In northern Italy, the scenes at hospitals are being compared with those during World War II, with hospitals and healthcare workers on or past the edge of being overwhelmed, cancelling surgeries, and getting sick themselves, further reducing the capacity of the system to with the crisis. Hospitals setting up tents to try to create enough space to treat all the patients, doctors recruited from other specialties and being yanked out of the last years of residency and put on the front lines.
Those charged with planning for healthcare here see those scenes, and try to learn what they can about COVID-19, the illness caused by the virus, and how to handle a major outbreak, Lawson said, echoing Rogers' comments about planning for the worst.

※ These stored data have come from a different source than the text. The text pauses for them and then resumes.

// src/panel.rs

//! UI-side editable state and the export transformation.
//!
//! The panel state is ephemeral: it is reconstructed in full from every
//! config snapshot the host hands over, and only its own copy is touched
//! during export. The received store itself is never mutated.

use crate::config::ExportOptions;
use crate::tokens::{TokenMap, TokenStore, TokenValue};
use log::warn;

/// Rewrites a group name for the export file: whitespace runs become
/// single hyphens, everything lowercased.
pub fn to_kebab_case(name: &str) -> String {
    let mut out = String::with_capacity(name.len());
    let mut chars = name.chars().peekable();
    while let Some(c) = chars.next() {
        if c.is_whitespace() {
            while chars.peek().is_some_and(|next| next.is_whitespace()) {
                chars.next();
            }
            out.push('-');
        } else {
            out.extend(c.to_lowercase());
        }
    }
    out
}

/// Editable panel state, rebuilt from each config snapshot.
#[derive(Debug, Clone, PartialEq)]
pub struct PanelState {
    /// Breakpoint label → user-entered pixel value, in discovery order.
    pub breakpoints: Vec<(String, String)>,
    /// Primary font family → user-entered fallback stack.
    pub fonts: Vec<(String, String)>,
    /// Group names selected for export. Everything starts selected.
    pub selected: Vec<String>,
}

impl PanelState {
    /// Harvests the editable surface from a config snapshot: breakpoint
    /// labels from every group's `fontSize` keys and primary families
    /// from `fontFamily[0]`, both deduplicated in discovery order.
    pub fn from_config(config: &TokenStore) -> Self {
        let mut breakpoints: Vec<(String, String)> = Vec::new();
        let mut fonts: Vec<(String, String)> = Vec::new();
        let mut selected = Vec::new();

        for (group, attributes) in config.iter() {
            selected.push(group.to_string());
            let Some(attrs) = attributes.as_object() else {
                continue;
            };
            if let Some(TokenValue::Object(sizes)) = attrs.get("fontSize") {
                for label in sizes.keys() {
                    if !breakpoints.iter().any(|(known, _)| known == label) {
                        breakpoints.push((label.to_string(), String::new()));
                    }
                }
            }
            if let Some(TokenValue::Array(families)) = attrs.get("fontFamily") {
                if let Some(TokenValue::Str(primary)) = families.first() {
                    if !fonts.iter().any(|(known, _)| known == primary) {
                        fonts.push((primary.clone(), String::new()));
                    }
                }
            }
        }

        PanelState {
            breakpoints,
            fonts,
            selected,
        }
    }

    /// Applies user edits, standing in for the panel form. Unknown
    /// breakpoint and font keys are reported and ignored; a selection,
    /// when present, replaces the default all-selected state.
    pub fn apply_options(&mut self, options: &ExportOptions) {
        for (label, px) in &options.breakpoints {
            match self.breakpoints.iter_mut().find(|(known, _)| known == label) {
                Some(slot) => slot.1 = px.clone(),
                None => warn!("panel: no breakpoint '{}' in this document", label),
            }
        }
        for (family, stack) in &options.fonts {
            match self.fonts.iter_mut().find(|(known, _)| known == family) {
                Some(slot) => slot.1 = stack.clone(),
                None => warn!("panel: no font family '{}' in this document", family),
            }
        }
        if let Some(selection) = &options.selection {
            let mut kept = Vec::new();
            for group in selection {
                if self.selected.contains(group) {
                    kept.push(group.clone());
                } else {
                    warn!("panel: no style group '{}' in this document", group);
                }
            }
            self.selected = kept;
        }
    }

    /// Builds the export payload: selected groups only (in config order),
    /// kebab-cased keys, fallback stacks appended to `fontFamily`, and
    /// `fontSize` keys remapped from breakpoint labels to the
    /// user-entered pixel widths suffixed with "px".
    pub fn export(&self, config: &TokenStore) -> TokenValue {
        let mut out = TokenMap::new();
        for (group, attributes) in config.iter() {
            if !self.selected.iter().any(|selected| selected == group) {
                continue;
            }
            let Some(attrs) = attributes.as_object() else {
                continue;
            };
            let mut entry = attrs.clone();

            if let Some(TokenValue::Array(families)) = entry.get_mut("fontFamily") {
                let primary = families
                    .first()
                    .and_then(TokenValue::as_str)
                    .unwrap_or_default()
                    .to_string();
                if let Some((_, stack)) = self.fonts.iter().find(|(known, _)| *known == primary) {
                    for fallback in split_font_stack(stack) {
                        families.push(TokenValue::Str(fallback));
                    }
                }
            }

            let remapped = match entry.get("fontSize") {
                Some(TokenValue::Object(sizes)) => {
                    let mut sized = TokenMap::new();
                    for (label, size) in sizes.iter() {
                        let px = self
                            .breakpoints
                            .iter()
                            .find(|(known, _)| known == label)
                            .map(|(_, px)| px.as_str())
                            .unwrap_or("");
                        sized.insert(format!("{}px", px), size.clone());
                    }
                    Some(TokenValue::Object(sized))
                }
                _ => None,
            };
            if let Some(sizes) = remapped {
                entry.insert("fontSize", sizes);
            }

            out.insert(to_kebab_case(group), TokenValue::Object(entry));
        }
        TokenValue::Object(out)
    }
}

/// Splits a user-entered fallback stack on commas; surrounding whitespace
/// and empty entries are dropped.
fn split_font_stack(stack: &str) -> Vec<String> {
    stack
        .split(',')
        .map(str::trim)
        .filter(|entry| !entry.is_empty())
        .map(String::from)
        .collect()
}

"If it gets as bad as northern Italy, what's most important is as a health care provider and a health care system, our mission is to take care of patients," Lawson said. "And so we need to be prepared for anything and everything. So in this instance, we are planning for the worst, and hoping for the best."
"We are planning our staffing contingency plans of what it would look like if we were down 10 percent, 20 percent, even 50 percent of our staff, and many of us that have been doing this for a long time, have never had to plan in such ways," Lawson said. "But from we've what we've seen in China, what we've seen in Italy, we might have to do that and we are learning daily on how they would have done it differently, how they could have positioned them themselves in a more prepared way. And we're applying those to our plans on a daily - sometimes hourly - basis."